2) During questions, the Bishop of Europe tried hard to defend the sophistry that it is at the heart of the debates about the Prayers of Love and Faith (which offer a blessing to those in same-sex relationships).
First he said that the bishops would not be offering any objective analysis as to whether the blessing of same-sex relationships departs from apostolic teaching because it
"is a matter of a person's own conscience to what view they have about the level of disagreement that that these issues present for them and that it's not for others to constrain them into into a particular level of disagreement so we respect difference in the different levels of disagreement which different people hold."
Then he tried to explain why when a couple come to the church for a blessing because of their relationship, it is only the couple that are blessed not the relationship.
"Yes the, the prayers bless the individuals, um they're not making a statement about the um the relationship into which they're entering if it's a uh so that that's turns on quite a significant distinction in the way that the blessing is being used."
Plural truth anyone?
3) With his tongue firmly in his cheek, Rev Robert Thomson, asked the Archbishop of York what mechanisms he was putting in place to improve his memory (after the Archbishop of York had to apologise for making statement based on misremembered facts).

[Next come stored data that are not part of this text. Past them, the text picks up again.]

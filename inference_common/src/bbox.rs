use serde::{Deserialize, Serialize};

/// Axis-aligned box in source frame pixel coordinates.
#[derive(Debug, Clone, Copy, PartialEq, Serialize, Deserialize)]
pub struct Bbox {
    pub xmin: f32,
    pub ymin: f32,
    pub xmax: f32,
    pub ymax: f32,
    pub confidence: f32,
}

impl Bbox {
    pub fn new(xmin: f32, ymin: f32, xmax: f32, ymax: f32, confidence: f32) -> Self {
        Self {
            xmin,
            ymin,
            xmax,
            ymax,
            confidence,
        }
    }

    /// Builds a box from yolo-style center coordinates.
    pub fn from_center(cx: f32, cy: f32, w: f32, h: f32, confidence: f32) -> Self {
        Self::new(cx - w / 2.0, cy - h / 2.0, cx + w / 2.0, cy + h / 2.0, confidence)
    }

    pub fn width(&self) -> f32 {
        (self.xmax - self.xmin).max(0.0)
    }

    pub fn height(&self) -> f32 {
        (self.ymax - self.ymin).max(0.0)
    }

    pub fn area(&self) -> f32 {
        self.width() * self.height()
    }

    /// Intersection over union with another box, 0.0 for disjoint or degenerate boxes.
    pub fn iou(&self, other: &Bbox) -> f32 {
        let ix = (self.xmax.min(other.xmax) - self.xmin.max(other.xmin)).max(0.0);
        let iy = (self.ymax.min(other.ymax) - self.ymin.max(other.ymin)).max(0.0);
        let inter = ix * iy;
        let union = self.area() + other.area() - inter;
        if union <= 0.0 {
            0.0
        } else {
            inter / union
        }
    }

    /// Clamps the box into a `width` x `height` frame.
    pub fn clamp_to(&self, width: f32, height: f32) -> Self {
        Self {
            xmin: self.xmin.clamp(0.0, width),
            ymin: self.ymin.clamp(0.0, height),
            xmax: self.xmax.clamp(0.0, width),
            ymax: self.ymax.clamp(0.0, height),
            confidence: self.confidence,
        }
    }
}

/// Greedy non-maximum suppression, in place.
/// Keeps the highest-confidence box of every cluster whose IoU exceeds `iou_threshold`.
pub fn non_maximum_suppression(bboxes: &mut Vec<Bbox>, iou_threshold: f32) {
    bboxes.sort_by(|a, b| b.confidence.total_cmp(&a.confidence));
    let mut current_index = 0;
    for index in 0..bboxes.len() {
        let mut drop = false;
        for prev_index in 0..current_index {
            if bboxes[prev_index].iou(&bboxes[index]) > iou_threshold {
                drop = true;
                break;
            }
        }
        if !drop {
            bboxes.swap(current_index, index);
            current_index += 1;
        }
    }
    bboxes.truncate(current_index);
}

Stephen Cottrell avoided the question.
4) Synod voted almost unanimously (2 abstentions) to repent of the failures of safeguarding detailed in the Makin Report and to recognise that the impact of such abuse is still felt today, so should not be described as historic.
Speeches worth watching:
a) Rt Rev Julie Conalty, Bishop of Birkenhead, read out four, very different, statement from survivors of John Smyth.
b) Mr Ed Shaw spoke of the need for culture to change.
c) Dr Nick Land talked of the danger of what C.S. Lewis described as "inner rings."
d) Mr Martin Sewell, a survivor advocate recognised his own failures.